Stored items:
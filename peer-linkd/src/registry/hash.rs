use serde::Serialize;
use sha2::{Sha256, Digest};
use shared::types::{Device, DeviceStatus};

/// Only the fields that make two peer lists different
#[derive(Serialize)]
struct HashView<'a> {
    name: &'a str,
    address: &'a str,
    status: DeviceStatus,
    primary_type: Option<&'a str>,
}

/// Computes a SHA-256 fingerprint of the peer list.
/// Display order is part of the list, so devices are hashed as given.
pub fn compute_hash(devices: &[Device]) -> String {
    let views: Vec<HashView<'_>> = devices
        .iter()
        .map(|d| HashView {
            name: &d.name,
            address: d.address.as_str(),
            status: d.status,
            primary_type: d.primary_type.as_deref(),
        })
        .collect();

    let json = serde_json::to_string(&views)
        .expect("Failed to serialize peers for hashing");

    let hash = Sha256::digest(json.as_bytes());
    hex::encode(hash)
}
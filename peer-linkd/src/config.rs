use std::collections::HashMap;
use std::path::Path;
use std::time::Duration;
use serde::Deserialize;
use anyhow::{ensure, Context, Result};
use shared::protocol::{
    DEFAULT_SERVICE_INSTANCE, DEFAULT_SERVICE_TYPE, MAX_GROUP_OWNER_INTENT, TXT_AVAILABLE,
    TXT_BUDDY_NAME, TXT_LISTEN_PORT,
};
use shared::types::{PairingMode, ServiceRecord};

#[derive(Debug, Clone, Default, Deserialize)]
pub struct Config {
    #[serde(default)]
    pub device: DeviceConfig,
    #[serde(default)]
    pub radio: RadioConfig,
    #[serde(default)]
    pub negotiation: NegotiationConfig,
    #[serde(default)]
    pub discovery: DiscoveryConfig,
    /// Service advertised at startup, if any
    pub service: Option<ServiceConfig>,
    #[serde(default)]
    pub api: ApiConfig,
}

#[derive(Debug, Clone, Default, Deserialize)]
pub struct DeviceConfig {
    /// Defaults to the system hostname
    pub name: Option<String>,
    /// Defaults to an address derived from the device name
    pub address: Option<String>,
    pub primary_type: Option<String>,
}

#[derive(Debug, Clone, Copy, PartialEq, Eq, Default, Deserialize)]
#[serde(rename_all = "lowercase")]
pub enum RadioBackend {
    #[default]
    Mdns,
    Loopback,
}

#[derive(Debug, Clone, Default, Deserialize)]
pub struct RadioConfig {
    #[serde(default)]
    pub backend: RadioBackend,
    /// Restrict the mDNS backend to one interface
    pub interface: Option<String>,
}

#[derive(Debug, Clone, Deserialize)]
pub struct NegotiationConfig {
    #[serde(default)]
    pub pairing: PairingMode,
    /// 0 prefers the client role, 15 demands the group owner role
    #[serde(default)]
    pub group_owner_intent: u8,
    #[serde(default = "default_negotiation_timeout")]
    pub timeout_secs: u64,
}

#[derive(Debug, Clone, Deserialize)]
pub struct DiscoveryConfig {
    #[serde(default = "default_partial_timeout")]
    pub partial_timeout_secs: u64,
    #[serde(default = "default_max_partials")]
    pub max_partials: usize,
    #[serde(default = "default_maintenance_interval")]
    pub maintenance_interval_secs: u64,
}

#[derive(Debug, Clone, Deserialize)]
pub struct ServiceConfig {
    #[serde(default = "default_instance_name")]
    pub instance_name: String,
    #[serde(default = "default_service_type")]
    pub service_type: String,
    #[serde(default = "default_listen_port")]
    pub listen_port: u16,
    pub buddy_name: Option<String>,
    #[serde(default = "default_available")]
    pub available: String,
    /// Extra TXT attributes
    #[serde(default)]
    pub attributes: HashMap<String, String>,
}

#[derive(Debug, Clone, Deserialize)]
pub struct ApiConfig {
    #[serde(default = "default_listen")]
    pub listen: String,
}

fn default_negotiation_timeout() -> u64 {
    45
}

fn default_partial_timeout() -> u64 {
    30
}

fn default_max_partials() -> usize {
    64
}

fn default_maintenance_interval() -> u64 {
    5
}

fn default_instance_name() -> String {
    DEFAULT_SERVICE_INSTANCE.to_string()
}

fn default_service_type() -> String {
    DEFAULT_SERVICE_TYPE.to_string()
}

fn default_listen_port() -> u16 {
    9000
}

fn default_available() -> String {
    "visible".to_string()
}

fn default_listen() -> String {
    "[::]:8054".to_string()
}

impl Default for NegotiationConfig {
    fn default() -> Self {
        Self {
            pairing: PairingMode::default(),
            group_owner_intent: 0,
            timeout_secs: default_negotiation_timeout(),
        }
    }
}

impl NegotiationConfig {
    pub fn timeout(&self) -> Duration {
        Duration::from_secs(self.timeout_secs)
    }
}

impl Default for DiscoveryConfig {
    fn default() -> Self {
        Self {
            partial_timeout_secs: default_partial_timeout(),
            max_partials: default_max_partials(),
            maintenance_interval_secs: default_maintenance_interval(),
        }
    }
}

impl DiscoveryConfig {
    pub fn partial_timeout(&self) -> Duration {
        Duration::from_secs(self.partial_timeout_secs)
    }

    pub fn maintenance_interval(&self) -> Duration {
        Duration::from_secs(self.maintenance_interval_secs)
    }
}

impl Default for ApiConfig {
    fn default() -> Self {
        Self {
            listen: default_listen(),
        }
    }
}

impl ServiceConfig {
    /// Build the advertised record; `buddy_name` falls back to the device name
    pub fn to_record(&self, device_name: &str) -> ServiceRecord {
        let mut attributes = self.attributes.clone();
        attributes.insert(TXT_LISTEN_PORT.to_string(), self.listen_port.to_string());
        attributes.insert(
            TXT_BUDDY_NAME.to_string(),
            self.buddy_name.clone().unwrap_or_else(|| device_name.to_string()),
        );
        attributes.insert(TXT_AVAILABLE.to_string(), self.available.clone());

        ServiceRecord {
            instance_name: self.instance_name.clone(),
            service_type: self.service_type.clone(),
            attributes,
        }
    }
}

impl Config {
    /// Load configuration from a TOML file
    pub fn load(path: impl AsRef<Path>) -> Result<Self> {
        let path = path.as_ref();
        let contents = std::fs::read_to_string(path)
            .with_context(|| format!("Failed to read config file: {}", path.display()))?;

        Self::parse(&contents)
            .with_context(|| format!("Failed to parse config file: {}", path.display()))
    }

    pub fn parse(contents: &str) -> Result<Self> {
        let config: Config = toml::from_str(contents)?;
        config.validate()?;
        Ok(config)
    }

    fn validate(&self) -> Result<()> {
        ensure!(
            self.negotiation.group_owner_intent <= MAX_GROUP_OWNER_INTENT,
            "group_owner_intent must be between 0 and {}",
            MAX_GROUP_OWNER_INTENT
        );
        ensure!(self.negotiation.timeout_secs > 0, "negotiation timeout must be non-zero");
        ensure!(self.discovery.partial_timeout_secs > 0, "partial_timeout_secs must be non-zero");
        ensure!(self.discovery.max_partials > 0, "max_partials must be non-zero");
        ensure!(
            self.discovery.maintenance_interval_secs > 0,
            "maintenance_interval_secs must be non-zero"
        );
        Ok(())
    }
}
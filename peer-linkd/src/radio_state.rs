use crate::error::{P2pError, P2pResult};

/// Tracks whether the peer-to-peer radio is enabled.
/// Starts disabled until the radio reports otherwise.
#[derive(Debug, Default)]
pub struct RadioStateTracker {
    enabled: bool,
}

impl RadioStateTracker {
    pub fn new() -> Self {
        Self::default()
    }

    /// Record a state-changed notification. Returns true if the flag flipped.
    pub fn on_radio_state_changed(&mut self, enabled: bool) -> bool {
        let changed = self.enabled != enabled;
        self.enabled = enabled;
        changed
    }

    pub fn is_enabled(&self) -> bool {
        self.enabled
    }

    /// Fail fast instead of issuing a call the radio would reject anyway
    pub fn ensure_enabled(&self) -> P2pResult<()> {
        if self.is_enabled() {
            Ok(())
        } else {
            Err(P2pError::RadioDisabled)
        }
    }
}
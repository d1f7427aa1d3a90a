use thiserror::Error;

/// Failures surfaced to the caller of a core command.
///
/// None of these are fatal: after any of them the coordinator is back in a
/// usable state and the command can simply be issued again.
#[derive(Debug, Clone, PartialEq, Eq, Error)]
pub enum P2pError {
    #[error("peer-to-peer radio is disabled")]
    RadioDisabled,
    #[error("a service is already advertised, withdraw it first")]
    AlreadyAdvertising,
    #[error("no service is advertised")]
    NotAdvertising,
    #[error("connect failed: {0}")]
    ConnectFailed(String),
    #[error("discovery failed: {0}")]
    DiscoveryFailed(String),
    #[error("service advertisement failed: {0}")]
    AdvertiseFailed(String),
    #[error("group creation failed: {0}")]
    GroupFailed(String),
    #[error("no peer at index {index} ({len} known)")]
    IndexOutOfRange { index: usize, len: usize },
    #[error("group negotiation timed out")]
    NegotiationTimeout,
    #[error("coordinator is not running")]
    Unavailable,
}

pub type P2pResult<T> = std::result::Result<T, P2pError>;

Exercise prompt: Output only the number of lines in the data above that include the word "filename".

Written solution: 3